Financier Worldwide Magazine

February 2024 Issue


Ecosystem theories of harm (TOHs) have been at the fore of recent, much-debated merger decisions by competition authorities. These decisions include the European Commission’s (EU’s) prohibition of Booking/eTraveli (2023) and conditional clearance (with remedies) of Microsoft/Activision (2023), which was in turn first blocked, and then allowed, under a different structure by the UK Competition and Markets Authority (CMA).

For companies contemplating transactions in similar markets and for their advisers, these recent developments pose at least two important questions. First, what are ecosystem TOHs? And second, what might the future hold for their application in practice? This article considers each question in turn.

What are ecosystem TOHs?

The concept of ecosystem is loosely defined and flexibly used. It is predominantly used in digital markets to refer to multiproduct and multi-actor systems, where a constellation of products and services, often spanning multiple markets, are connected either through technical interoperability on the supply side or through demand-side complementarities. The economies of scale and scope and the network effects enabled by this combination drive the value of the ecosystem.
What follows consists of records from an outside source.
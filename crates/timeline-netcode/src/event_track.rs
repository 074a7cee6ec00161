//! `EventTrack` - a track of callbacks keyed by playback time (spec.md
//! §4.3). Built directly on `timeline_history::Track<Vec<EventCallback>>`
//! rather than a bespoke structure, reusing the one ordered time-keyed
//! primitive the rest of the crate is built on.

use std::cell::RefCell;
use std::ops::{Deref, DerefMut};
use std::rc::Rc;

use timeline_core::GameTime;
use timeline_history::Track;

use crate::entity::TIME_TOLERANCE;

/// A callback scheduled against a playback time. `Rc<RefCell<_>>` rather
/// than a plain `Box` because the track's `trim_before_except_latest`
/// needs `Clone`, and events are fired (but never consumed) during replay
/// (spec.md §5: single-threaded, cooperative - no `Send` needed).
pub type EventCallback = Rc<RefCell<dyn FnMut()>>;

/// Events scheduled at the same (tolerance-matched) instant are composed
/// additively: concatenated in insertion order (spec.md §9, the explicitly
/// resolved ambiguity for same-time event composition).
#[derive(Default)]
pub struct EventTrack(Track<Vec<EventCallback>>);

impl EventTrack {
    pub fn new() -> Self {
        Self(Track::new())
    }

    /// Schedule `cb` to fire at `time`. If another event already occupies
    /// the same (tolerance-matched) slot, `cb` is appended after it.
    pub fn call_event(&mut self, time: GameTime, cb: EventCallback) {
        if let Some(idx) = self.0.index_at(time, TIME_TOLERANCE) {
            if let Ok(bucket) = self.0.get_mut(idx) {
                bucket.push(cb);
                return;
            }
        }
        self.0.set(time, vec![cb], TIME_TOLERANCE);
    }

    /// Fire every event scheduled in `[from, to_exclusive)`, oldest first,
    /// and within a time slot in insertion order. Events are not removed -
    /// they refire identically on every Seek that crosses their time,
    /// which is what makes replay deterministic (spec.md §8 T5).
    pub fn fire_in_range(&mut self, from: GameTime, to_exclusive: GameTime) {
        let times: Vec<GameTime> = self
            .0
            .iter_oldest_first()
            .filter(|(t, _)| *t >= from && *t < to_exclusive)
            .map(|(t, _)| t)
            .collect();
        for t in times {
            let Some(idx) = self.0.index_at(t, TIME_TOLERANCE) else {
                continue;
            };
            let Ok(bucket) = self.0.get(idx) else {
                continue;
            };
            let callbacks = bucket.clone();
            for cb in callbacks {
                (cb.borrow_mut())();
            }
        }
    }
}

impl Deref for EventTrack {
    type Target = Track<Vec<EventCallback>>;

    fn deref(&self) -> &Self::Target {
        &self.0
    }
}

impl DerefMut for EventTrack {
    fn deref_mut(&mut self) -> &mut Self::Target {
        &mut self.0
    }
}

#[cfg(test)]
mod tests {
    use super::*;

    #[test]
    fn events_at_same_time_compose_in_insertion_order() {
        let log = Rc::new(RefCell::new(Vec::new()));
        let mut events = EventTrack::new();

        let log_a = log.clone();
        events.call_event(1.0, Rc::new(RefCell::new(move || log_a.borrow_mut().push('a'))));
        let log_b = log.clone();
        events.call_event(1.0, Rc::new(RefCell::new(move || log_b.borrow_mut().push('b'))));

        events.fire_in_range(0.0, 2.0);
        assert_eq!(*log.borrow(), vec!['a', 'b']);
    }

    #[test]
    fn fire_in_range_only_fires_within_window() {
        let count = Rc::new(RefCell::new(0));
        let mut events = EventTrack::new();
        let c1 = count.clone();
        events.call_event(0.5, Rc::new(RefCell::new(move || *c1.borrow_mut() += 1)));
        let c2 = count.clone();
        events.call_event(5.0, Rc::new(RefCell::new(move || *c2.borrow_mut() += 1)));

        events.fire_in_range(0.0, 1.0);
        assert_eq!(*count.borrow(), 1);
    }

    #[test]
    fn events_refire_on_repeated_range_overlap() {
        let count = Rc::new(RefCell::new(0));
        let mut events = EventTrack::new();
        let c1 = count.clone();
        events.call_event(0.5, Rc::new(RefCell::new(move || *c1.borrow_mut() += 1)));

        events.fire_in_range(0.0, 1.0);
        events.fire_in_range(0.0, 1.0);
        assert_eq!(*count.borrow(), 2);
    }
}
Ecosystems tend to form around a single core product or service that the other products or components are specifically (and often exclusively) designed to work with. The owner of that core product is typically the ecosystem ‘owner’ or ‘orchestrator’, and may fulfil a coordinating role between the different players in the system.

A basic example of an ecosystem that forms around a core product is the smartphone ecosystem (e.g., Apple iPhone). Here the operating system (iOS) is the core product, and the value of the iPhone is driven by the constellation of complementary services and components that interoperate with iOS, such as apps, the app store, accessories and any other interoperable device.

Ecosystems are typically regarded as beneficial for consumer welfare. They create value for users by integrating complementary functions in an optimised way and making innovation accessible.

However, in some instances ecosystems have been regarded as a vehicle for anti-competitive effects – particularly in mergers involving large companies that already derive a significant competitive advantage from the ecosystem they are part (or owner) of. In this context, concerns have been raised that the acquisition of a firm with complementary assets and the ensuing change in the buyer’s network of capabilities might increase the buyer’s competitive advantage (in markets where the buyer or the target might already be active, or even in new markets) to the detriment of competitors, and ultimately lead to consumer harm.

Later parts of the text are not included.